In practice, the two primary goals of data mining tend to be prediction and description. Prediction involves using some variables or fields in the data set to predict unknown or future values of other variables of interest. Description, on the other hand, focuses on finding patterns describing the data that can be interpreted by humans. Therefore, it is possible to put data-mining activities into one of two categories: 1. Predictive data mining, which produces the model of the system described by the given data set, or 2. Descriptive data mining, with produces new, nontrivial information based on the available data set. 1.3.1 Data Mining Software: Weka

Weka is an open-source Java application produced by the University of Waikato in New Zealand. This software bundle features an interface through which many of the aforementioned algorithms (including decision trees) can be utilized on preformatted data sets. Using this interface, several test-domains were experimented with to gain insight on the effectiveness of different methods of pruning an algorithmically induced decision tree. The implementations are part of a system called Weka, developed at the University of Waikato in New Zealand. Weka stands for the Waikato Environment for Knowledge Analysis. (Also, the weka, pronounced to rhyme with Mecca, is a flightless bird with an inquisitive nature found only on the islands of New Zealand.) The system is written in Java, an objectoriented programming language that is widely available for all major computer platforms, and Weka has been tested under Linux, Windows, and Macintosh operating systems. Java allows us to provide a uniform interface to many different learning algorithms, along with methods for pre- and post processing and for evaluating the result of learning schemes on any given dataset.

There are several different levels at which Weka can be used. First of all, it provides implementations of state-of-the-art learning algorithms that you can apply to your dataset from the command line. It also includes a variety of tools for transforming datasets, like the algorithms for discretization discussion. The data sets were pre processed, fed into a learning scheme, and the resulting classifier was analyzed and its performanceall without writing any program code at all. As an example to get started, we have explained how to transform a spreadsheet into a dataset with the right format for this process, and how to build a decision tree from it.



In this chapter few selected research paper related to Application of Data Mining technique in various fields of manufacturing particularly using J48 Algorithm have been discussed. Z. Song and A. Kusiak [1] optimised product configurations with a data-mining approach. The development of the sub-assemblies and configurations allows for effective management of enterprise resources, contributes to the innovative design of new products, and streamlines manufacturing and supply chain processes.
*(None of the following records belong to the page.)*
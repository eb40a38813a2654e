mod checkins;
mod configs;

use std::net::SocketAddr;
use std::sync::Arc;

use axum::{
    response::IntoResponse,
    routing::{get, post},
    Json, Router,
};
use tokio::sync::watch;
use tower_http::cors::CorsLayer;

use crate::db::DbPool;
use crate::engine::sweep::SweeperState;
use crate::engine::CheckInEngine;

/// Shared state for the HTTP API.
#[derive(Clone)]
pub struct AppState {
    pub pool: DbPool,
    pub engine: Arc<CheckInEngine>,
    pub sweeper: Arc<SweeperState>,
    pub org_id: String,
}

pub fn router(state: AppState) -> Router {
    Router::new()
        .route("/health", get(health))
        .route("/checkins", get(checkins::list).post(checkins::create))
        .route("/checkins/pending", get(checkins::list_pending))
        .route("/checkins/statistics", get(checkins::statistics))
        .route("/checkins/feed", get(checkins::feed))
        .route(
            "/checkins/config",
            get(configs::list).post(configs::create),
        )
        .route(
            "/checkins/config/{id}",
            get(configs::get_one)
                .patch(configs::update)
                .delete(configs::delete),
        )
        .route("/checkins/{id}", get(checkins::get_one))
        .route("/checkins/{id}/respond", post(checkins::respond))
        .route("/checkins/{id}/skip", post(checkins::skip))
        .route("/checkins/{id}/escalate", post(checkins::escalate))
        .layer(CorsLayer::permissive())
        .with_state(Arc::new(state))
}

/// Start the API server.
///
/// Returns once the listener stops; send on the watch channel to shut down.
pub async fn serve(
    state: AppState,
    port: u16,
    mut shutdown_rx: watch::Receiver<bool>,
) -> Result<(), Box<dyn std::error::Error + Send + Sync>> {
    let app = router(state);

    let addr = SocketAddr::from(([0, 0, 0, 0], port));
    let listener = tokio::net::TcpListener::bind(addr).await?;
    tracing::info!("API listening on http://{}", addr);

    axum::serve(listener, app)
        .with_graceful_shutdown(async move {
            let _ = shutdown_rx.changed().await;
            tracing::info!("API shutting down");
        })
        .await?;

    Ok(())
}

/// Health check endpoint, sweeper counters included.
async fn health(
    axum::extract::State(state): axum::extract::State<Arc<AppState>>,
) -> impl IntoResponse {
    Json(serde_json::json!({
        "status": "ok",
        "service": "pulsecheck",
        "sweeps": state.sweeper.stats(),
    }))
}
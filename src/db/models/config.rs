use serde::{Deserialize, Serialize};

/// Grace window between `scheduled_at` and `expires_at` when the policy row
/// does not override it.
pub const DEFAULT_GRACE_HOURS: i64 = 4;

/// One check-in policy record, scoped to org default / team / user / task.
/// The most specific matching row wins wholesale; there is no field-level
/// merging across scopes.
#[derive(Debug, Clone, Serialize, Deserialize)]
pub struct CheckInConfig {
    pub id: String,
    pub org_id: String,
    pub team_id: Option<String>,
    pub user_id: Option<String>,
    pub task_id: Option<String>,
    pub enabled: bool,
    pub interval_hours: i64,
    /// Sentiment below this marks the response as friction ("silent mode").
    pub friction_threshold: f64,
    pub max_daily_checkins: i64,
    pub work_start_hour: u32,
    pub work_end_hour: u32,
    /// Interpret the work-hours window in the subject's local zone.
    pub respect_timezone: bool,
    /// Weekday numbers, 0 = Monday .. 6 = Sunday.
    pub excluded_weekdays: Vec<u8>,
    pub auto_escalate_after_missed: i64,
    pub escalate_to_manager: bool,
    pub ai_suggestions_enabled: bool,
    pub sentiment_analysis_enabled: bool,
    pub grace_hours: Option<i64>,
    pub created_at: String,
    pub updated_at: String,
}

impl CheckInConfig {
    pub fn grace_hours_or_default(&self) -> i64 {
        self.grace_hours.unwrap_or(DEFAULT_GRACE_HOURS)
    }
}

#[derive(Debug, Clone, Default, Deserialize)]
pub struct CreateConfigInput {
    pub org_id: String,
    pub team_id: Option<String>,
    pub user_id: Option<String>,
    pub task_id: Option<String>,
    pub enabled: Option<bool>,
    pub interval_hours: Option<i64>,
    pub friction_threshold: Option<f64>,
    pub max_daily_checkins: Option<i64>,
    pub work_start_hour: Option<u32>,
    pub work_end_hour: Option<u32>,
    pub respect_timezone: Option<bool>,
    pub excluded_weekdays: Option<Vec<u8>>,
    pub auto_escalate_after_missed: Option<i64>,
    pub escalate_to_manager: Option<bool>,
    pub ai_suggestions_enabled: Option<bool>,
    pub sentiment_analysis_enabled: Option<bool>,
    pub grace_hours: Option<i64>,
}

#[derive(Debug, Clone, Default, Deserialize)]
pub struct UpdateConfigInput {
    pub enabled: Option<bool>,
    pub interval_hours: Option<i64>,
    pub friction_threshold: Option<f64>,
    pub max_daily_checkins: Option<i64>,
    pub work_start_hour: Option<u32>,
    pub work_end_hour: Option<u32>,
    pub respect_timezone: Option<bool>,
    pub excluded_weekdays: Option<Vec<u8>>,
    pub auto_escalate_after_missed: Option<i64>,
    pub escalate_to_manager: Option<bool>,
    pub ai_suggestions_enabled: Option<bool>,
    pub sentiment_analysis_enabled: Option<bool>,
    /// `Some(None)` clears the override back to the system default.
    pub grace_hours: Option<Option<i64>>,
}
J. Jenkol, P. Kralj, N. Lavrac and A. Sluga [2] describes a data mining and visualization experiment performed on a real-world problem and results achieved in the experiment. A subgroup discovery algorithm was used in order to find useful patterns in production data. Workshop and manufacturing work system utilization visualization plots were created in order to gain some useful information. Chun-Che Huang, Yu-Neng Fan, Tzu-Liang Tseng, Chia-Hsun Lee, and Horng-Fu Chuang [3] improves the effectiveness during a QA process, using a hybrid approach incorporated with data mining techniques such as rough set theory (RST), fuzzy logic (FL) and genetic algorithm (GA) is proposed in this paper . Based on an empirical case study, the proposed solution approach provides great promise in QA. Hovhannes Sadoyan, Armen Zakarian, Pravansu Mohanty [4] presented a new data mining algorithm based on the RS theory for manufacturing process control. The algorithm extracts useful knowledge from large datasets obtained from the manufacturing process and represents this knowledge using if/then decision rules. An application of the data mining algorithm was presented with the industrial example of rapid tool making (RTM).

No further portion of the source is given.